Central vision is needed for seeing objects clearly and for common daily tasks such as reading and driving. The middle of the retina is called the macula, the part of the eye that allows you to see fine detail. When you have AMD, the macula gets damaged.
AMD causes no pain. In some cases, this disease advances so slowly that people notice little change in their vision. In others, the disease progresses faster and may lead to a loss of vision in both eyes. This eye affection affects an estimated one million Canadians and is more common in people over 50.
Types of AMD
Dry AMD occurs when the light sensitive cells in the macula slowly break down. It progresses over a matter of years. With less of the macula functioning, central vision diminishes. Dry AMD is more common than wet AMD.

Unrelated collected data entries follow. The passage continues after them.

//! Animation contract consumed by the movement core.
//!
//! The core only needs three things from an animation system: start a named
//! sequence at some playback rate, say what is playing, and report keyframe
//! events. Blending and skeletal playback live elsewhere.
//!
//! [`SequenceLibrary`] is a minimal controller backed by a table of known
//! sequences and their lengths. It raises an `"end"` keyframe every time the
//! playing sequence runs through once.

use std::collections::HashMap;
use std::fmt;
use std::time::Duration;

use serde::{Deserialize, Serialize};

/// Keyframe raised when a sequence reaches its last frame.
pub const END_KEYFRAME: &str = "end";

/// Playback channel a sequence is requested on.
#[derive(Debug, Copy, Clone, PartialEq, Eq, Hash, Serialize, Deserialize)]
pub enum AnimationCategory {
    /// Locomotion and other state-driven loops
    Misc,
    /// One-shot emotes and social actions
    Emotion,
}

impl fmt::Display for AnimationCategory {
    fn fmt(&self, f: &mut fmt::Formatter<'_>) -> fmt::Result {
        match self {
            Self::Misc => write!(f, "Misc"),
            Self::Emotion => write!(f, "Emotion"),
        }
    }
}

/// A playable sequence.
#[derive(Debug, Clone, PartialEq, Serialize, Deserialize)]
pub struct AnimationSequence {
    /// Sequence id within its animation set
    pub id: u32,
    /// Sequence name, e.g. `Run_A`
    pub name: String,
    /// Length at playback rate 1.0, in seconds
    pub duration_secs: f32,
}

impl AnimationSequence {
    /// Creates a sequence description.
    #[must_use]
    pub fn new(id: u32, name: impl Into<String>, duration_secs: f32) -> Self {
        Self {
            id,
            name: name.into(),
            duration_secs,
        }
    }
}

/// Per-actor animation player.
pub trait AnimationController: Send {
    /// Start `name` at `rate`. Returns `false` if the sequence cannot play.
    fn try_play_sequence(&mut self, name: &str, rate: f32, category: AnimationCategory) -> bool;

    /// The sequence currently playing, if any.
    fn playing_sequence(&self) -> Option<&AnimationSequence>;

    /// Advance playback by `delta`, pushing the names of keyframes crossed.
    fn update(&mut self, _delta: Duration, _events: &mut Vec<String>) {}
}

impl<T: AnimationController + ?Sized> AnimationController for Box<T> {
    fn try_play_sequence(&mut self, name: &str, rate: f32, category: AnimationCategory) -> bool {
        (**self).try_play_sequence(name, rate, category)
    }

    fn playing_sequence(&self) -> Option<&AnimationSequence> {
        (**self).playing_sequence()
    }

    fn update(&mut self, delta: Duration, events: &mut Vec<String>) {
        (**self).update(delta, events);
    }
}

#[derive(Debug, Clone)]
struct Playback {
    sequence: AnimationSequence,
    rate: f32,
    elapsed: f32,
}

/// Table-driven [`AnimationController`].
///
/// # Example
///
/// ```
/// use std::time::Duration;
/// use stride::animation::{AnimationCategory, AnimationController, SequenceLibrary};
///
/// let mut animator = SequenceLibrary::new().with_sequence("Run_A", 0.5);
/// assert!(animator.try_play_sequence("Run_A", 2.0, AnimationCategory::Misc));
/// assert!(!animator.try_play_sequence("Fly_A", 1.0, AnimationCategory::Misc));
///
/// let mut events = Vec::new();
/// animator.update(Duration::from_millis(250), &mut events);
/// assert_eq!(events, vec!["end".to_string()]);
/// ```
#[derive(Debug, Clone, Default)]
pub struct SequenceLibrary {
    sequences: HashMap<String, AnimationSequence>,
    playing: Option<Playback>,
    next_id: u32,
}

impl SequenceLibrary {
    /// Creates an empty library.
    #[must_use]
    pub fn new() -> Self {
        Self::default()
    }

    /// Library with the usual locomotion set (`Idle_A`, `Walk_A`, `Run_A`,
    /// `Fly_A`), each one second long.
    #[must_use]
    pub fn locomotion() -> Self {
        Self::new()
            .with_sequence("Idle_A", 1.0)
            .with_sequence("Walk_A", 1.0)
            .with_sequence("Run_A", 1.0)
            .with_sequence("Fly_A", 1.0)
    }

    /// Adds a sequence of the given length.
    #[must_use]
    pub fn with_sequence(mut self, name: &str, duration_secs: f32) -> Self {
        let sequence = AnimationSequence::new(self.next_id, name, duration_secs);
        self.next_id += 1;
        self.sequences.insert(name.to_string(), sequence);
        self
    }

    /// Playback rate of the current sequence.
    #[must_use]
    pub fn playback_rate(&self) -> Option<f32> {
        self.playing.as_ref().map(|p| p.rate)
    }
}

impl AnimationController for SequenceLibrary {
    fn try_play_sequence(&mut self, name: &str, rate: f32, _category: AnimationCategory) -> bool {
        let Some(sequence) = self.sequences.get(name) else {
            return false;
        };
        self.playing = Some(Playback {
            sequence: sequence.clone(),
            rate: rate.max(0.0),
            elapsed: 0.0,
        });
        true
    }

    fn playing_sequence(&self) -> Option<&AnimationSequence> {
        self.playing.as_ref().map(|p| &p.sequence)
    }

    fn update(&mut self, delta: Duration, events: &mut Vec<String>) {
        let Some(playback) = self.playing.as_mut() else {
            return;
        };
        let length = playback.sequence.duration_secs;
        if length <= 0.0 {
            return;
        }
        playback.elapsed += delta.as_secs_f32() * playback.rate;
        while playback.elapsed >= length {
            playback.elapsed -= length;
            events.push(END_KEYFRAME.to_string());
        }
    }
}

#[cfg(test)]
mod tests {
    use super::*;

    #[test]
    fn unknown_sequence_is_refused() {
        let mut animator = SequenceLibrary::new();
        assert!(!animator.try_play_sequence("Run_A", 1.0, AnimationCategory::Misc));
        assert!(animator.playing_sequence().is_none());
    }

    #[test]
    fn play_records_sequence_and_rate() {
        let mut animator = SequenceLibrary::locomotion();
        assert!(animator.try_play_sequence("Walk_A", 1.5, AnimationCategory::Misc));
        assert_eq!(animator.playing_sequence().unwrap().name, "Walk_A");
        assert_eq!(animator.playback_rate(), Some(1.5));
    }

    #[test]
    fn ids_are_distinct() {
        let animator = SequenceLibrary::locomotion();
        let mut ids: Vec<u32> = animator.sequences.values().map(|s| s.id).collect();
        ids.sort_unstable();
        ids.dedup();
        assert_eq!(ids.len(), 4);
    }

    #[test]
    fn end_keyframe_repeats_each_cycle() {
        let mut animator = SequenceLibrary::new().with_sequence("Run_A", 1.0);
        animator.try_play_sequence("Run_A", 1.0, AnimationCategory::Misc);

        let mut events = Vec::new();
        animator.update(Duration::from_millis(900), &mut events);
        assert!(events.is_empty());

        animator.update(Duration::from_millis(1200), &mut events);
        assert_eq!(events.len(), 2);
        assert!(events.iter().all(|e| e == END_KEYFRAME));
    }

    #[test]
    fn zero_rate_never_ends() {
        let mut animator = SequenceLibrary::new().with_sequence("Run_A", 1.0);
        animator.try_play_sequence("Run_A", 0.0, AnimationCategory::Misc);
        let mut events = Vec::new();
        animator.update(Duration::from_secs(10), &mut events);
        assert!(events.is_empty());
    }

    #[test]
    fn replay_restarts_clock() {
        let mut animator = SequenceLibrary::new().with_sequence("Run_A", 1.0);
        animator.try_play_sequence("Run_A", 1.0, AnimationCategory::Misc);
        let mut events = Vec::new();
        animator.update(Duration::from_millis(800), &mut events);
        animator.try_play_sequence("Run_A", 1.0, AnimationCategory::Misc);
        animator.update(Duration::from_millis(800), &mut events);
        assert!(events.is_empty());
    }

    #[test]
    fn boxed_controller_delegates() {
        let mut animator: Box<dyn AnimationController> = Box::new(SequenceLibrary::locomotion());
        assert!(animator.try_play_sequence("Run_A", 1.0, AnimationCategory::Emotion));
        assert_eq!(animator.playing_sequence().unwrap().name, "Run_A");
    }

    #[test]
    fn category_display() {
        assert_eq!(format!("{}", AnimationCategory::Misc), "Misc");
        assert_eq!(format!("{}", AnimationCategory::Emotion), "Emotion");
    }
}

Wet AMD occurs when abnormal blood vessels behind the retina start to grow and begin to bleed, damaging the macula. The blood and fluid raise the macula from its normal place at the back of the eye. Damage to the macula occurs rapidly which directly causes loss of central vision.
How to detect AMD
Because AMD causes no pain, it may be difficult to diagnose it. However, the following symptoms may be good indicators:
- Straight lines that appear wavy or crooked
- Blurred or fuzzy vision
- Difficulty seeing at a distance
- Decreased contrast or colour sensitivity
- A small, but growing, blind spot in the centre of vision
- You can also do a simple test at home: The Amsler grid
This tool is used for monitoring for early signs of AMD. The Amsler Grid is not a substitute for regularly scheduled eye exams. If you are concerned about AMD, you are over 50, or you have risk factors for the disease, you are encouraged to do the Amsler test on a regular basis. Download the pdf.
Cover one eye and stare at a black dot in the center of the grid (stand 30-35 centimeters away). If you wear glasses, keep them on. If you wear bifocals, use the bottom or reading portion of the lens. Test the other eye in the same way.
|This is a normal Amsler Grid||This is how it might look if you had AMD|
While staring at the dot, you may notice that the straight lines in the pattern appear wavy. You may notice that some of the lines are missing. These may be signs of AMD.
Do not depend on the grid displayed above for any diagnoses. If you notice this condition or other changes to your vision, contact your eye care professional. Regular checkups are essential, since AMD can be present without symptoms.
- Age: studies show that people over age 50 are clearly at greater risk than other age groups.
- Smoking: Smoking is major risk factor for AMD
- Obesity: Research studies suggest a link between obesity and the progression of AMD.
- Race: Whites are much more likely to lose vision from AMD.
- Family history: Those with immediate family members who have AMD are at a higher risk of developing the disease.
- Gender: Women appear to be at greater risk than men.
- Sun: Wear a hat and sunglasses with UV protection
How to prevent AMD
Eat well, stay active, don’t forget your regular eye exams and consider A.Vogel Sharp Vision for your eye health!
There's no cure, but treatment for age-related macular degeneration (AMD) may slow the disease and keep you from having a severe loss of vision. Talk to your doctor about the best way to manage your condition.